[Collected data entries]
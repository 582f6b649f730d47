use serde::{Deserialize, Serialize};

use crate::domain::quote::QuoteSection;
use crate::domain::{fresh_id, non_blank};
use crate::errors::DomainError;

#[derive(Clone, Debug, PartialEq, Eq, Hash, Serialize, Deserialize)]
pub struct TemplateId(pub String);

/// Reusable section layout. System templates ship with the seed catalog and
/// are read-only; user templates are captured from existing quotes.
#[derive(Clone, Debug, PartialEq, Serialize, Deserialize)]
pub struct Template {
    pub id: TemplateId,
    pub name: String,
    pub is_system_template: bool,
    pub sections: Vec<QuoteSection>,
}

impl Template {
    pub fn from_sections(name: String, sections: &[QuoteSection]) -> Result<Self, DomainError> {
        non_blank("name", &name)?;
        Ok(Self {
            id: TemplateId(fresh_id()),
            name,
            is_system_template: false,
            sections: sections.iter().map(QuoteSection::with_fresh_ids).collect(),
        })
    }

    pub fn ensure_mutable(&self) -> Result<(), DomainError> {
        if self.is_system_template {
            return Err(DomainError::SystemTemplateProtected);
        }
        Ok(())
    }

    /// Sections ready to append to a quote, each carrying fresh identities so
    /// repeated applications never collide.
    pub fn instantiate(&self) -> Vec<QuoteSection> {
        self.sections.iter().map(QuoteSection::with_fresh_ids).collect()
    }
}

==

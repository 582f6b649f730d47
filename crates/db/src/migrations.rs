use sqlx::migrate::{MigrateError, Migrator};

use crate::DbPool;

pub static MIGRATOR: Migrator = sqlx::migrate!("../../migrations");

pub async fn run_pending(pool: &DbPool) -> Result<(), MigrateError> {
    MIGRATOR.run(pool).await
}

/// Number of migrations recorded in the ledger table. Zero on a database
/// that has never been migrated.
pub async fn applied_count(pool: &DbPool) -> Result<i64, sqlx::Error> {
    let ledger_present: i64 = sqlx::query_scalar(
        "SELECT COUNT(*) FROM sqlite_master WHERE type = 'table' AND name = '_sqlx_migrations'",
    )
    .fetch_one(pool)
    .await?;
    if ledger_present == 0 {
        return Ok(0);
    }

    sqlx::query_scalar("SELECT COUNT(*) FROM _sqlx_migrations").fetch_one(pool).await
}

---

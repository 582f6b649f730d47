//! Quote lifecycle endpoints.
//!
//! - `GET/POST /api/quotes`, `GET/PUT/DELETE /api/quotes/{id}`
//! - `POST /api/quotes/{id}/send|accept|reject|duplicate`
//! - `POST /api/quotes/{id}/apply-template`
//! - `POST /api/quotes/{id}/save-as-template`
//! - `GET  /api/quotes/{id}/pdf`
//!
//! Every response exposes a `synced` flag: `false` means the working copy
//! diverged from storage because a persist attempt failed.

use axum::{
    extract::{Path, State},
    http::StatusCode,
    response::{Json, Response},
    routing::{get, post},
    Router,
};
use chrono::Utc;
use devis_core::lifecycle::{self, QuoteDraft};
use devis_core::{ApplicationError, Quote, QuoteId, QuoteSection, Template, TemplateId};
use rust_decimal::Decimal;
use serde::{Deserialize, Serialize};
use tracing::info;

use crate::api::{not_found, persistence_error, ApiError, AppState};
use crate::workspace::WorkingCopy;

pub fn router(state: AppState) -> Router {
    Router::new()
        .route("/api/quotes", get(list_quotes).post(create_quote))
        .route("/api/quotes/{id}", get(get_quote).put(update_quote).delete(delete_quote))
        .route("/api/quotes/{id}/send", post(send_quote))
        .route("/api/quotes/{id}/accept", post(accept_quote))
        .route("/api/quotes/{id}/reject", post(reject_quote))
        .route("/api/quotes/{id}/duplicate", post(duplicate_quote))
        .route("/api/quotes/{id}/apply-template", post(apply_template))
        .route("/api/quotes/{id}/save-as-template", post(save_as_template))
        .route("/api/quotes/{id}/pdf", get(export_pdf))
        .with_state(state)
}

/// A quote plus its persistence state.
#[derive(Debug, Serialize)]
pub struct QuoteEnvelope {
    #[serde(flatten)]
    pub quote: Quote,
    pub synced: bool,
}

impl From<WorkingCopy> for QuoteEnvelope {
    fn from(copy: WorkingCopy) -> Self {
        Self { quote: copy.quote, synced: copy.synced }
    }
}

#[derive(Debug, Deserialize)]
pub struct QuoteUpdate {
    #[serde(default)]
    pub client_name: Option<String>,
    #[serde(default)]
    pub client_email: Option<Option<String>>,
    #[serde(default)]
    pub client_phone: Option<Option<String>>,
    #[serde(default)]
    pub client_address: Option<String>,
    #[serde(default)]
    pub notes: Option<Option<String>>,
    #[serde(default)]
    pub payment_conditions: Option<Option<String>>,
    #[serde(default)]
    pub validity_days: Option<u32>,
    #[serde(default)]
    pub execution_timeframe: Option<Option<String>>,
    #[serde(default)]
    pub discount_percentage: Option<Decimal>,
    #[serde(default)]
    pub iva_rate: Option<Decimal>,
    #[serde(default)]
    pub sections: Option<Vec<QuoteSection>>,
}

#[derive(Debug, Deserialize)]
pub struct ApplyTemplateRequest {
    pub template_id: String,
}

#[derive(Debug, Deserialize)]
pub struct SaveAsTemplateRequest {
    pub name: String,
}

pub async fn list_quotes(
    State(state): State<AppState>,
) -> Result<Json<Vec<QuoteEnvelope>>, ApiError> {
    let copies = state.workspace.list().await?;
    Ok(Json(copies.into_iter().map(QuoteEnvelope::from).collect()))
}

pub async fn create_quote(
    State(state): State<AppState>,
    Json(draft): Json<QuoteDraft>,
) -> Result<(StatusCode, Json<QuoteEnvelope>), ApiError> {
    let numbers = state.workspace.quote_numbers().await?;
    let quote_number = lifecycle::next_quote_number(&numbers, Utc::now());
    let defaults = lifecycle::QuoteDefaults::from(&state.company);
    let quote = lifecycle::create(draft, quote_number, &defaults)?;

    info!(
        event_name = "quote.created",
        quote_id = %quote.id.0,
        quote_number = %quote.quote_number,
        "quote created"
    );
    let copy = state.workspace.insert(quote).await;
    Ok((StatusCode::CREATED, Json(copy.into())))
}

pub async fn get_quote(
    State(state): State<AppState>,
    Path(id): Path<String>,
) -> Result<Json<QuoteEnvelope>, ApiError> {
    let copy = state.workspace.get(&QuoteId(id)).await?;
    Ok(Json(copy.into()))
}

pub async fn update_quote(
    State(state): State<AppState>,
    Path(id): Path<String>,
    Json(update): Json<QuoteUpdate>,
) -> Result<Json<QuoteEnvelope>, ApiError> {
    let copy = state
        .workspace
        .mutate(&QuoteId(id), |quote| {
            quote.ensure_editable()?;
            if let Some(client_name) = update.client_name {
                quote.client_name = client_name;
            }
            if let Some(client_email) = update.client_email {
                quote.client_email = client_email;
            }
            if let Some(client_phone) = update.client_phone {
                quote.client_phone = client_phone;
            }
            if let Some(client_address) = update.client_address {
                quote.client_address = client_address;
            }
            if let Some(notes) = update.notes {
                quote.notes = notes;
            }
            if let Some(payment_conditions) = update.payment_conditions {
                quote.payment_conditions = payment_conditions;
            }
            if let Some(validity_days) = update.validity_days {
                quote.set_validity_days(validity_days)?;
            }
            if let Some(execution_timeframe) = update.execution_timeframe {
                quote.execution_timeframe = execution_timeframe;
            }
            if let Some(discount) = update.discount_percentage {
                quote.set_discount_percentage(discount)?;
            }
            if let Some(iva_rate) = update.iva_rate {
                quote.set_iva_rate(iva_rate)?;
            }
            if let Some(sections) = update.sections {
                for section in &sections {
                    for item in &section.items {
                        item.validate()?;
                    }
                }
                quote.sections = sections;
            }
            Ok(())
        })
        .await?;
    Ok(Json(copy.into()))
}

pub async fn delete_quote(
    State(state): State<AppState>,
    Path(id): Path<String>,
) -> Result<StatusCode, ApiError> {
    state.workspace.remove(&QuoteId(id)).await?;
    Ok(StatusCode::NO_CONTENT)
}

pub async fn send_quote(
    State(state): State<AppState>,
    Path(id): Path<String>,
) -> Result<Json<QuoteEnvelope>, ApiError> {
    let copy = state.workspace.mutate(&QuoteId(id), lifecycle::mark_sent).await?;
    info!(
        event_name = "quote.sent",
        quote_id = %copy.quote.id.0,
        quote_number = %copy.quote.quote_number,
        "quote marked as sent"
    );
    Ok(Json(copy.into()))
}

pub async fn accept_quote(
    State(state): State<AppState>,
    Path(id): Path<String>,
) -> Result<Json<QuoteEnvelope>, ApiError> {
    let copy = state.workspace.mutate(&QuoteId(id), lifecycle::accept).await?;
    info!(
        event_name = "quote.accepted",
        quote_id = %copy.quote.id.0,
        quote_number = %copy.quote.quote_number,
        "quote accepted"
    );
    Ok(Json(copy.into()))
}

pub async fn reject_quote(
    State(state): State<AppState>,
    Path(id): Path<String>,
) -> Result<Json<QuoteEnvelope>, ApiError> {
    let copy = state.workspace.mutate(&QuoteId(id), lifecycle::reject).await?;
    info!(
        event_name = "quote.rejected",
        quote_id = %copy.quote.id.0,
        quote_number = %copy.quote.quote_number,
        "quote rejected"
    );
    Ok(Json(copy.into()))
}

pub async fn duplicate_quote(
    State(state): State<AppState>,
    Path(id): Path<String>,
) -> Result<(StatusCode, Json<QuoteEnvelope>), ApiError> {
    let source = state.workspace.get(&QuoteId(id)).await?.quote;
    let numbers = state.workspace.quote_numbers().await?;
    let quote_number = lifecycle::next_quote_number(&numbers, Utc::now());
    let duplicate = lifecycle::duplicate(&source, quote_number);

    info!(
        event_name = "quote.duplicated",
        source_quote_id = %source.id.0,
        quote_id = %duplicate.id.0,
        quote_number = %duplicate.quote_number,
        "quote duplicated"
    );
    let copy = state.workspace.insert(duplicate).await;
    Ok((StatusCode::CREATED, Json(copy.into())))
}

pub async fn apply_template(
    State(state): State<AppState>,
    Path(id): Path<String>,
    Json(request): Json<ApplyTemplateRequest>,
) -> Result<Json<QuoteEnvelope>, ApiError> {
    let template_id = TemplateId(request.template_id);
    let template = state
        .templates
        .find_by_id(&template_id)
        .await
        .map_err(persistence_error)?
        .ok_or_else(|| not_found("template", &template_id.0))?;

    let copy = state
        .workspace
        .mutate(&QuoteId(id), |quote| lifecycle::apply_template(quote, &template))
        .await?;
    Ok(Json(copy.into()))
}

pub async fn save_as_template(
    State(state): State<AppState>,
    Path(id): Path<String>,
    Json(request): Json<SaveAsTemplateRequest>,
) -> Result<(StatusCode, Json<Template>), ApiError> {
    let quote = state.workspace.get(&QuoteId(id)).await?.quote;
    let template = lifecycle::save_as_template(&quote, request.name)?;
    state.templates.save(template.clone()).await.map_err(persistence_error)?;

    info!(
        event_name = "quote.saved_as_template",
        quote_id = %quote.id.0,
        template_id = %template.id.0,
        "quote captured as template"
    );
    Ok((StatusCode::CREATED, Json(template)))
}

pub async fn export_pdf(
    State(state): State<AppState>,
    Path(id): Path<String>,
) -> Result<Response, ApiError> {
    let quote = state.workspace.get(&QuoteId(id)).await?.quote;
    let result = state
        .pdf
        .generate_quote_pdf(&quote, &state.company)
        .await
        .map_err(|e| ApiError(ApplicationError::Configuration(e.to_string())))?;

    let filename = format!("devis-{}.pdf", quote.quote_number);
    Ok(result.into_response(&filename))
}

## What is expected
Identify the lines above with the word "struct". Copy them.

## Answer box
pub struct TemplateId(pub String);
pub struct Template {
pub struct QuoteEnvelope {
pub struct QuoteUpdate {
pub struct ApplyTemplateRequest {
pub struct SaveAsTemplateRequest {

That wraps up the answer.